De este modo, nuestras calles se poblaron de demandas heterogéneas, tales como la aspiración a pensiones dignas, la mejora del sistema de salud, la eliminación del TAG, entre varias otras. Por lo tanto, a diferencia de otros movimientos, el presente se caracteriza por haber comenzado sin una causa general.
Sin embargo, no todo fue dispersión y atomización de los malestares. En efecto, de manera paralela a este proceso centrífugo, a contracorriente, una demanda transversal comenzó a cristalizarse rápidamente. Me refiero al anhelo de una nueva Constitución.
De modo que el movimiento, en la medida en que iba problematizando la realidad, los destinos de movimientos pasados, así como la posibilidad de su propio éxito, pudo, a posteriori, encontrar el motivo de su lucha.
Este proceso de síntesis y condensación de los distintos malestares, el cual no anula las demandas singulares, sino que las potencia y resignifica, tiene ciertas características sobre las cuales vale la pena detenerse.
A diferencia de algunas tesis que lo interpretan como la expresión de un espasmo pulsional, propio de una juventud irracional y egocéntrica, el proceso por medio del cual la cuestión constitucional llega a estar en el centro del debate es fruto de una reflexión colectiva, de aprendizajes transgeneracional de luchas fallidas, muy compleja y contraintuitiva.
De manera más precisa, me refiero al desplazamiento por medio del cual las distintas demandas toman distancia de “lo que desean” (mejores pensiones o mejores salarios, por ejemplo), para pasar a poner el acento en el modo que nos hemos dado, o que nos dio la dictadura más precisamente, para alcanzar tales soluciones.
Dicho de otro modo, poner el foco en la cuestión constitucional ha permitido, a las y los ciudadanos, reflexionar críticamente respecto a los marcos políticos y jurídicos, muchas veces invisibles, que determinan las condiciones de posibilidad de los cambios y el destino de las demandas específicas.

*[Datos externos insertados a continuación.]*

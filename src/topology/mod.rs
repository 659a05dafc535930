//! Runtime topology of the DSP
//!
//! The firmware reports pipelines, schedulers and module instances as
//! unrelated lists. This module rebuilds the audio graph from them: two pins
//! are linked when they use the same physical queue.
//!
//! # Main Types
//!
//! - [`Topology`] - one consistent snapshot of the firmware objects plus the
//!   derived links
//! - [`Link`] - a directed connection from an output pin to an input pin
//! - [`TopologyBuilder`] - queries a complete snapshot through a
//!   [`ModuleHandler`](crate::handler::ModuleHandler)
//! - [`SharedTopology`] - publishes snapshots to concurrent readers
//!
//! # Example
//!
//! ```ignore
//! use dsp_debug_agent::topology::{SharedTopology, TopologyBuilder};
//!
//! let shared = SharedTopology::default();
//! shared.rebuild(&TopologyBuilder::new(&handler))?;
//!
//! let topology = shared.snapshot();
//! for link in &topology.links {
//!     println!("{}", link);
//! }
//! ```

pub mod builder;
pub mod links;
pub mod shared;

pub use builder::TopologyBuilder;
pub use links::{Link, PinRef};
pub use shared::SharedTopology;

use crate::error::{AgentError, Result};
use crate::firmware::{
    CompoundModuleId, GatewayProps, ModuleInstanceProps, PipelineProps, SchedulersInfo,
};
use chrono::{DateTime, Utc};
use serde::{Serialize, Serializer};
use std::collections::BTreeMap;

/// A snapshot of the firmware objects and the graph derived from them.
///
/// `links`, `unresolved` and `gateway_peers` are only meaningful after
/// [`compute_links`](Self::compute_links) ran on a complete snapshot.
#[derive(Debug, Clone, Serialize)]
pub struct Topology {
    pub captured_at: DateTime<Utc>,
    #[serde(serialize_with = "serialize_instances")]
    pub module_instances: BTreeMap<CompoundModuleId, ModuleInstanceProps>,
    pub gateways: Vec<GatewayProps>,
    /// Sorted by priority once links are computed
    pub pipelines: Vec<PipelineProps>,
    pub schedulers: Vec<SchedulersInfo>,
    pub links: Vec<Link>,
    /// Pins left without a peer
    pub unresolved: Vec<PinRef>,
    /// Instances attached to each gateway, keyed by raw gateway id
    pub gateway_peers: BTreeMap<u32, Vec<CompoundModuleId>>,
}

fn serialize_instances<S: Serializer>(
    instances: &BTreeMap<CompoundModuleId, ModuleInstanceProps>,
    serializer: S,
) -> std::result::Result<S::Ok, S::Error> {
    serializer.collect_seq(instances.values())
}

impl Default for Topology {
    fn default() -> Self {
        Self::new(Vec::new(), Vec::new(), Vec::new(), Vec::new())
    }
}

impl Topology {
    pub fn new(
        module_instances: impl IntoIterator<Item = ModuleInstanceProps>,
        gateways: Vec<GatewayProps>,
        pipelines: Vec<PipelineProps>,
        schedulers: Vec<SchedulersInfo>,
    ) -> Self {
        Self {
            captured_at: Utc::now(),
            module_instances: module_instances
                .into_iter()
                .map(|props| (props.id, props))
                .collect(),
            gateways,
            pipelines,
            schedulers,
            links: Vec::new(),
            unresolved: Vec::new(),
            gateway_peers: BTreeMap::new(),
        }
    }

    pub fn instance(&self, id: CompoundModuleId) -> Result<&ModuleInstanceProps> {
        self.module_instances
            .get(&id)
            .ok_or_else(|| AgentError::Topology(format!("undefined module instance {}", id)))
    }

    /// Pipeline ids in link-resolution order
    pub fn pipeline_order(&self) -> Vec<u32> {
        self.pipelines.iter().map(|ppl| ppl.id).collect()
    }

    /// Sort pipelines by priority, then recompute links and gateway peers.
    ///
    /// Pins left unconnected are logged and kept in `unresolved`; only a
    /// reference to an unknown instance is an error, in which case the
    /// topology is left untouched.
    pub fn compute_links(&mut self) -> Result<()> {
        let mut pipelines = self.pipelines.clone();
        pipelines.sort_by_key(|ppl| ppl.priority);

        let resolution = links::resolve(&self.module_instances, &pipelines)?;
        for pin in &resolution.unresolved {
            tracing::warn!("{}", pin.describe_unconnected());
        }
        self.pipelines = pipelines;
        self.links = resolution.links;
        self.unresolved = resolution.unresolved;
        self.gateway_peers = self.compute_gateway_peers();

        tracing::debug!(
            links = self.links.len(),
            unresolved = self.unresolved.len(),
            "Topology links computed"
        );
        Ok(())
    }

    fn compute_gateway_peers(&self) -> BTreeMap<u32, Vec<CompoundModuleId>> {
        let mut peers = BTreeMap::new();
        for gateway in &self.gateways {
            let attached: Vec<_> = self
                .module_instances
                .values()
                .filter(|props| props.input_gateway == gateway.id || props.output_gateway == gateway.id)
                .map(|props| props.id)
                .collect();
            if attached.is_empty() {
                tracing::debug!(gateway = %gateway.id, "Gateway has no module instance attached");
            }
            peers.insert(gateway.id.0, attached);
        }
        peers
    }

    pub fn to_json_pretty(&self) -> Result<String> {
        serde_json::to_string_pretty(self).map_err(|e| AgentError::Serialization(e.to_string()))
    }
}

Para tal efecto, ha sido necesario que las personas y los colectivos tomen distancia de aquello que persiguen, para problematizar la matriz que encuadra el juego político y que limita la gramática con la cual escriben sus sueños.

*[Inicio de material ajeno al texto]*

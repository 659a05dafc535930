//! Injection worker
//!
//! One injector runs per active injection probe. It keeps the driver sink
//! fed with whole samples: whatever the host has not provided in time is
//! replaced by silence, so the stream never loses sample alignment.

use super::driver::InjectionSink;
use super::{BlockingQueue, ChannelId, ProbeError, ProbeResult, ProbeWorkerEvent};
use crossbeam_channel::Sender;
use std::sync::atomic::{AtomicBool, Ordering};
use std::sync::Arc;
use std::thread::JoinHandle;
use std::time::Duration;

/// Pulls whole samples out of a queue of arbitrarily sized blocks
pub struct SampleFeeder {
    queue: Arc<BlockingQueue<Vec<u8>>>,
    sample_bytes: usize,
    /// Tail of the last block, not yet injected
    carry: Vec<u8>,
}

impl SampleFeeder {
    pub fn new(queue: Arc<BlockingQueue<Vec<u8>>>, sample_bytes: usize) -> Self {
        Self {
            queue,
            sample_bytes,
            carry: Vec::new(),
        }
    }

    /// Produce exactly `sample_count` samples, padding with silence when
    /// the queue runs dry
    pub fn next_samples(&mut self, sample_count: usize) -> Vec<u8> {
        let wanted = sample_count * self.sample_bytes;
        let mut out = Vec::with_capacity(wanted);

        let take = self.carry.len().min(wanted);
        out.extend(self.carry.drain(..take));

        while out.len() < wanted {
            let Some(block) = self.queue.try_pop() else {
                break;
            };
            let take = block.len().min(wanted - out.len());
            out.extend_from_slice(&block[..take]);
            self.carry.extend_from_slice(&block[take..]);
        }

        out.resize(wanted, 0);
        out
    }
}

pub struct Injector {
    channel: ChannelId,
    queue: Arc<BlockingQueue<Vec<u8>>>,
    running: Arc<AtomicBool>,
    handle: Option<JoinHandle<()>>,
}

impl Injector {
    /// Prefill the sink with a full buffer, then start the injection thread
    pub fn start(
        channel: ChannelId,
        mut sink: Box<dyn InjectionSink>,
        queue: Arc<BlockingQueue<Vec<u8>>>,
        sample_bytes: usize,
        events: Sender<ProbeWorkerEvent>,
        poll_interval: Duration,
    ) -> ProbeResult<Self> {
        let mut feeder = SampleFeeder::new(Arc::clone(&queue), sample_bytes);
        let prefill = sink.size() / sample_bytes;
        sink.write(&feeder.next_samples(prefill))?;

        let running = Arc::new(AtomicBool::new(true));
        let flag = Arc::clone(&running);

        let handle = std::thread::Builder::new()
            .name(format!("probe-injector-{}", channel))
            .spawn(move || {
                tracing::debug!(channel = %channel, "Probe injection started");
                while flag.load(Ordering::SeqCst) {
                    let step = sink.wait_available(poll_interval).and_then(|available| {
                        let samples = available / sample_bytes;
                        if samples > 0 {
                            sink.write(&feeder.next_samples(samples))?;
                        }
                        Ok(())
                    });
                    if let Err(e) = step {
                        let error = ProbeError::WorkerAborted {
                            worker: "injection",
                            reason: e.to_string(),
                        };
                        tracing::error!(channel = %channel, "{}", error);
                        let _ = events.send(ProbeWorkerEvent::InjectionAborted {
                            channel,
                            reason: error.to_string(),
                        });
                        break;
                    }
                }
                flag.store(false, Ordering::SeqCst);
                tracing::debug!(channel = %channel, "Probe injection stopped");
            })
            .map_err(|e| ProbeError::driver(format!("Could not start injection thread: {}", e)))?;

        Ok(Self {
            channel,
            queue,
            running,
            handle: Some(handle),
        })
    }

    pub fn channel(&self) -> ChannelId {
        self.channel
    }

    pub fn is_running(&self) -> bool {
        self.running.load(Ordering::SeqCst)
    }

    /// Stop the thread and drop what is left in the input queue.
    ///
    /// The queue is cleared at stop so that a later session does not inject
    /// stale samples.
    pub fn stop(&mut self) {
        self.running.store(false, Ordering::SeqCst);
        if let Some(handle) = self.handle.take() {
            if handle.join().is_err() {
                tracing::error!(channel = %self.channel, "Probe injection thread panicked");
            }
            self.queue.clear();
        }
    }
}

impl Drop for Injector {
    fn drop(&mut self) {
        self.stop();
    }
}
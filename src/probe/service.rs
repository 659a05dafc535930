//! User-facing probe service
//!
//! Keeps the session configuration edited by the user and, on start,
//! derives the injection sample sizes from the firmware pin formats before
//! handing everything to the [`Prober`].

use super::{
    ActiveSession, InjectionSampleSizes, ProbeConfig, ProbeDriver, ProbeError, ProbeId, Prober,
    SessionProbes,
};
use crate::error::Result;
use crate::firmware::{ProbePointId, ProbeType};
use crate::handler::ModuleHandler;
use crate::transport::Transport;
use std::sync::{Mutex, MutexGuard};

pub struct ProbeService<'a, D: ProbeDriver, T: Transport> {
    prober: Prober<D>,
    handler: &'a ModuleHandler<T>,
    probes: Mutex<SessionProbes>,
}

impl<'a, D: ProbeDriver, T: Transport> ProbeService<'a, D, T> {
    pub fn new(prober: Prober<D>, handler: &'a ModuleHandler<T>) -> Self {
        let probes = vec![ProbeConfig::default(); prober.max_probe_count()];
        Self {
            prober,
            handler,
            probes: Mutex::new(probes),
        }
    }

    fn lock(&self) -> MutexGuard<'_, SessionProbes> {
        self.probes
            .lock()
            .unwrap_or_else(|poisoned| poisoned.into_inner())
    }

    pub fn prober(&self) -> &Prober<D> {
        &self.prober
    }

    pub fn set_configuration(&self, id: ProbeId, config: ProbeConfig) -> Result<()> {
        let mut probes = self.lock();
        let slot = probes
            .get_mut(id.index())
            .ok_or(ProbeError::InvalidProbeIndex(id.index()))?;
        *slot = config;
        Ok(())
    }

    pub fn configuration(&self, id: ProbeId) -> Result<ProbeConfig> {
        let probes = self.lock();
        let config = probes
            .get(id.index())
            .ok_or(ProbeError::InvalidProbeIndex(id.index()))?;
        Ok(*config)
    }

    /// Start or stop the session.
    ///
    /// Starting pushes the current configuration first, so a failure on the
    /// firmware side leaves the driver untouched.
    pub fn set_state(&self, active: bool) -> Result<()> {
        if active {
            let probes = self.lock().clone();
            let sample_sizes = self.injection_sample_sizes(&probes)?;
            self.prober.set_probes_config(probes, sample_sizes)?;
        }
        self.prober.set_state(active)?;
        Ok(())
    }

    pub fn is_active(&self) -> Result<bool> {
        Ok(self.prober.is_active()?)
    }

    /// Byte size of one sample of each enabled injection probe
    pub fn injection_sample_sizes(&self, probes: &[ProbeConfig]) -> Result<InjectionSampleSizes> {
        let session = ActiveSession::from_probes(probes);
        let mut sizes = InjectionSampleSizes::new();
        for id in session.injection {
            let size = self.sample_size(probes[id.index()].probe_point)?;
            tracing::debug!(probe = %id, size, "Injection sample size");
            sizes.insert(id, size);
        }
        Ok(sizes)
    }

    fn sample_size(&self, point: ProbePointId) -> Result<usize> {
        let props = self
            .handler
            .module_instance_props(point.module_id() as u16, point.instance_id() as u16)?;

        let pins = match point.probe_type() {
            ProbeType::Input => &props.input_pins,
            ProbeType::Output => &props.output_pins,
            other => return Err(ProbeError::UnsupportedPinType(other).into()),
        };
        let pin = pins
            .get(point.index() as usize)
            .ok_or(ProbeError::InvalidPinIndex {
                index: point.index(),
                count: pins.len(),
            })?;

        let size = pin
            .format
            .sample_bytes()
            .ok_or(ProbeError::UnsupportedBitDepth(pin.format.valid_bit_depth.into()))?;
        Ok(size)
    }
}
// SPDX-FileCopyrightText: 2026 Twinlink Contributors
// SPDX-License-Identifier: MIT OR Apache-2.0

//! Durable background job queue with leases.

use rusqlite::{Connection, OptionalExtension, Row, params};
use twinlink_core::TwinlinkError;
use twinlink_core::types::{BackgroundJob, JobStatus};

use crate::database::{Database, map_tr_err};
use crate::rows::{json_col, not_found, opt_json_col, parse_col, to_json};

const JOB_COLUMNS: &str = "id, kind, payload, owner_user_id, status, progress, retry_count, \
                           max_retries, result, error, next_run_at, locked_until, started_at, \
                           completed_at, created_at, updated_at";

fn job_from_row(row: &Row<'_>) -> rusqlite::Result<BackgroundJob> {
    Ok(BackgroundJob {
        id: row.get(0)?,
        kind: row.get(1)?,
        payload: json_col(row, 2)?,
        owner_user_id: row.get(3)?,
        status: parse_col(row, 4)?,
        progress: row.get(5)?,
        retry_count: row.get(6)?,
        max_retries: row.get(7)?,
        result: opt_json_col(row, 8)?,
        error: row.get(9)?,
        next_run_at: row.get(10)?,
        locked_until: row.get(11)?,
        started_at: row.get(12)?,
        completed_at: row.get(13)?,
        created_at: row.get(14)?,
        updated_at: row.get(15)?,
    })
}

fn select_job(conn: &Connection, id: &str) -> rusqlite::Result<Option<BackgroundJob>> {
    conn.query_row(
        &format!("SELECT {JOB_COLUMNS} FROM jobs WHERE id = ?1"),
        params![id],
        job_from_row,
    )
    .optional()
}

pub async fn insert_job(db: &Database, job: &BackgroundJob) -> Result<(), TwinlinkError> {
    let job = job.clone();
    db.connection()
        .call(move |conn| {
            let payload = to_json(&job.payload)?;
            conn.execute(
                "INSERT INTO jobs (id, kind, payload, owner_user_id, status, progress,
                                   retry_count, max_retries, next_run_at, created_at, updated_at)
                 VALUES (?1, ?2, ?3, ?4, ?5, 0, 0, ?6, ?7, ?8, ?8)",
                params![
                    job.id,
                    job.kind,
                    payload,
                    job.owner_user_id,
                    job.status.to_string(),
                    job.max_retries,
                    job.next_run_at,
                    job.created_at,
                ],
            )?;
            Ok(())
        })
        .await
        .map_err(map_tr_err)
}

/// Lease the oldest runnable job until `lease_until`.
///
/// Runs whose lease lapsed (the worker died mid-attempt) and that still
/// have retries left are first turned into a retry. Lapsed runs without
/// retries stay running for [`claim_expired_job`].
pub async fn claim_next_job(
    db: &Database,
    now: &str,
    lease_until: &str,
) -> Result<Option<BackgroundJob>, TwinlinkError> {
    let now = now.to_string();
    let lease_until = lease_until.to_string();
    db.connection()
        .call(move |conn| {
            let tx = conn.transaction()?;
            tx.execute(
                "UPDATE jobs SET status = 'retrying', retry_count = retry_count + 1,
                 error = 'lease expired', locked_until = NULL, next_run_at = ?1, updated_at = ?1
                 WHERE status = 'running' AND locked_until <= ?1 AND retry_count < max_retries",
                params![now],
            )?;

            let next: Option<String> = tx
                .query_row(
                    "SELECT id FROM jobs
                     WHERE status IN ('pending', 'retrying') AND next_run_at <= ?1
                     ORDER BY next_run_at, created_at, id
                     LIMIT 1",
                    params![now],
                    |row| row.get(0),
                )
                .optional()?;
            let Some(id) = next else {
                tx.commit()?;
                return Ok(None);
            };
            tx.execute(
                "UPDATE jobs SET status = 'running', locked_until = ?2,
                 started_at = COALESCE(started_at, ?1), updated_at = ?1
                 WHERE id = ?3",
                params![now, lease_until, id],
            )?;
            let claimed = select_job(&tx, &id)?;
            tx.commit()?;
            Ok(claimed)
        })
        .await
        .map_err(map_tr_err)
}

/// Lease one running job whose lease lapsed with no retries left, so the
/// caller can fail it through the job's exhaustion path.
pub async fn claim_expired_job(
    db: &Database,
    now: &str,
    lease_until: &str,
) -> Result<Option<BackgroundJob>, TwinlinkError> {
    let now = now.to_string();
    let lease_until = lease_until.to_string();
    db.connection()
        .call(move |conn| {
            let tx = conn.transaction()?;
            let expired: Option<String> = tx
                .query_row(
                    "SELECT id FROM jobs
                     WHERE status = 'running' AND locked_until <= ?1
                       AND retry_count >= max_retries
                     ORDER BY locked_until, id
                     LIMIT 1",
                    params![now],
                    |row| row.get(0),
                )
                .optional()?;
            let Some(id) = expired else {
                tx.commit()?;
                return Ok(None);
            };
            tx.execute(
                "UPDATE jobs SET locked_until = ?2, error = 'lease expired', updated_at = ?1
                 WHERE id = ?3",
                params![now, lease_until, id],
            )?;
            let claimed = select_job(&tx, &id)?;
            tx.commit()?;
            Ok(claimed)
        })
        .await
        .map_err(map_tr_err)
}

pub async fn update_job_progress(
    db: &Database,
    job_id: &str,
    progress: u8,
) -> Result<(), TwinlinkError> {
    let job_id = job_id.to_string();
    let progress = progress.min(100);
    db.connection()
        .call(move |conn| {
            conn.execute(
                "UPDATE jobs SET progress = ?2,
                 updated_at = strftime('%Y-%m-%dT%H:%M:%fZ', 'now')
                 WHERE id = ?1 AND status = 'running'",
                params![job_id, progress],
            )?;
            Ok(())
        })
        .await
        .map_err(map_tr_err)
}

pub async fn complete_job(
    db: &Database,
    job_id: &str,
    result: &serde_json::Value,
    at: &str,
) -> Result<(), TwinlinkError> {
    let job_id = job_id.to_string();
    let result = result.clone();
    let at = at.to_string();
    db.connection()
        .call(move |conn| {
            let result = to_json(&result)?;
            conn.execute(
                "UPDATE jobs SET status = 'completed', progress = 100, result = ?2, error = NULL,
                 locked_until = NULL, completed_at = ?3, updated_at = ?3
                 WHERE id = ?1",
                params![job_id, result, at],
            )?;
            Ok(())
        })
        .await
        .map_err(map_tr_err)
}

/// Record a failed attempt and return the job's new state.
pub async fn fail_job(
    db: &Database,
    job_id: &str,
    error: &str,
    retry_at: Option<&str>,
    at: &str,
) -> Result<BackgroundJob, TwinlinkError> {
    let job_id = job_id.to_string();
    let error = error.to_string();
    let retry_at = retry_at.map(str::to_string);
    let at = at.to_string();
    db.connection()
        .call(move |conn| -> Result<Result<BackgroundJob, TwinlinkError>, rusqlite::Error> {
            let tx = conn.transaction()?;
            let Some(job) = select_job(&tx, &job_id)? else {
                return Ok(Err(not_found("job", &job_id)));
            };
            match retry_at {
                Some(retry_at) if !job.retries_exhausted() => tx.execute(
                    "UPDATE jobs SET status = 'retrying', retry_count = retry_count + 1,
                     error = ?2, next_run_at = ?3, locked_until = NULL, updated_at = ?4
                     WHERE id = ?1",
                    params![job_id, error, retry_at, at],
                )?,
                _ => tx.execute(
                    "UPDATE jobs SET status = 'failed', error = ?2, locked_until = NULL,
                     completed_at = ?3, updated_at = ?3
                     WHERE id = ?1",
                    params![job_id, error, at],
                )?,
            };
            let updated = select_job(&tx, &job_id)?;
            tx.commit()?;
            Ok(updated.ok_or_else(|| not_found("job", &job_id)))
        })
        .await
        .map_err(map_tr_err)?
}

pub async fn get_job(db: &Database, job_id: &str) -> Result<Option<BackgroundJob>, TwinlinkError> {
    let job_id = job_id.to_string();
    db.connection()
        .call(move |conn| select_job(conn, &job_id))
        .await
        .map_err(map_tr_err)
}

/// Newest first, optionally filtered by owner and status.
pub async fn list_jobs(
    db: &Database,
    owner_user_id: Option<&str>,
    status: Option<JobStatus>,
    limit: i64,
) -> Result<Vec<BackgroundJob>, TwinlinkError> {
    let owner = owner_user_id.map(str::to_string);
    let status = status.map(|s| s.to_string());
    db.connection()
        .call(move |conn| {
            let mut stmt = conn.prepare(&format!(
                "SELECT {JOB_COLUMNS} FROM jobs
                 WHERE (?1 IS NULL OR owner_user_id = ?1) AND (?2 IS NULL OR status = ?2)
                 ORDER BY created_at DESC, id
                 LIMIT ?3"
            ))?;
            let rows = stmt.query_map(params![owner, status, limit], job_from_row)?;
            rows.collect()
        })
        .await
        .map_err(map_tr_err)
}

Lejos de un supuesto “fetichismo constitucional”, como lo ha sostenido el profesor Carlos Peña, me parece que este movimiento ha transitado justamente el camino inverso. Según la tradición marxista, el fetichismo es una fantasía ideológica que anula la capacidad de juicio crítico. Lo que le entrega al fetiche su brillo y su poder de seducción es justamente el hecho de que es aislado de las condiciones históricas, culturales y materiales que le dieron existencia, de modo de generar ilusión de que se sostiene desde si mismo, ocultando el hecho de que el poder no está en el, sino en los que creen en él.

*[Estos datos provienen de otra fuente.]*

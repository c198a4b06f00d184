// SPDX-FileCopyrightText: 2026 Twinlink Contributors
// SPDX-License-Identifier: MIT OR Apache-2.0

//! The job handler seam.

use std::sync::Arc;

use async_trait::async_trait;
use serde::de::DeserializeOwned;
use twinlink_core::types::BackgroundJob;
use twinlink_core::{StorageAdapter, TwinlinkError};

/// What a handler sees of the job it runs.
pub struct JobContext {
    job: BackgroundJob,
    storage: Arc<dyn StorageAdapter>,
}

impl JobContext {
    pub fn new(job: BackgroundJob, storage: Arc<dyn StorageAdapter>) -> Self {
        Self { job, storage }
    }

    pub fn job(&self) -> &BackgroundJob {
        &self.job
    }

    /// 1-based attempt number.
    pub fn attempt(&self) -> u32 {
        self.job.retry_count + 1
    }

    /// Decode the payload. A payload that does not decode is a permanent
    /// failure.
    pub fn payload<T: DeserializeOwned>(&self) -> Result<T, TwinlinkError> {
        serde_json::from_value(self.job.payload.clone()).map_err(|e| {
            TwinlinkError::Corrupt(format!("invalid {} payload: {e}", self.job.kind))
        })
    }

    /// Report progress in percent.
    pub async fn set_progress(&self, progress: u8) -> Result<(), TwinlinkError> {
        self.storage.update_job_progress(&self.job.id, progress).await
    }
}

/// Runs jobs of one kind.
///
/// Transient errors are retried with backoff; any other error fails the job
/// at once.
#[async_trait]
pub trait JobHandler: Send + Sync {
    fn kind(&self) -> &'static str;

    /// Run one attempt. The returned value is stored as the job result.
    async fn run(&self, ctx: &JobContext) -> Result<serde_json::Value, TwinlinkError>;

    /// Called once after the job failed for good.
    async fn on_exhausted(&self, _job: &BackgroundJob, _error: &str) -> Result<(), TwinlinkError> {
        Ok(())
    }
}
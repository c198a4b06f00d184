// SPDX-FileCopyrightText: 2026 Twinlink Contributors
// SPDX-License-Identifier: MIT OR Apache-2.0

//! HTTP/WebSocket transport for Twinlink.
//!
//! A thin axum layer over the match engine, the conversation orchestrator,
//! and the notification gateway. Handlers translate requests into domain
//! calls and map `TwinlinkError` onto status codes; no business rules live
//! here.

pub mod auth;
pub mod error;
pub mod handlers;
pub mod server;
pub mod ws;

pub use auth::{AuthConfig, Caller, USER_HEADER};
pub use error::ApiError;
pub use server::{GatewayState, HealthState, router, start_server};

Ahora bien, el lugar central que la Constitución ha pasado a jugar en las demandas actuales se explica justamente porque ella ha sido desfetichizada.
En efecto, como precondición para poder interrogar la Constitución, el movimiento político y social se ha encargado de mostrar que es un texto histórico y, como tal, contingente, dejando en evidencia que su poder no emana de ella misma, sino de la legitimidad que la da el pueblo. Dicho de manera sintética, en los últimos días hemos sido testigos de cómo el pueblo toma conciencia de que, frente a su poder constituyente, todo poder constituido, como nuestra constitución, siempre será un poder transitorio.
Que hoy en día la Constitución sea el segundo libro más vendido en nuestro país da cuenta de un proceso colectivo, transgeneracional, de razonamiento altamente sofisticado, que ha permitido transformar el sacro santo marco institucional que heredamos de la dictadura en un documento sobre el cual todos tenemos el derecho a opinar y a criticar.
Son pocos los momentos en la historia en que un pueblo logra reflexionar con tanta lucidez respecto de las condiciones de posibilidad de sus demandas.
Ahora bien, dado que la constitución del 80 fue creada para impedir que dicha reflexión tuviese lugar, el poder constituyente ejercido por el pueblo ha tenido que desgarrarla, de modo de generar la brecha, material y simbólica, necesaria para poder concebir un nuevo destino para el pueblo de Chile.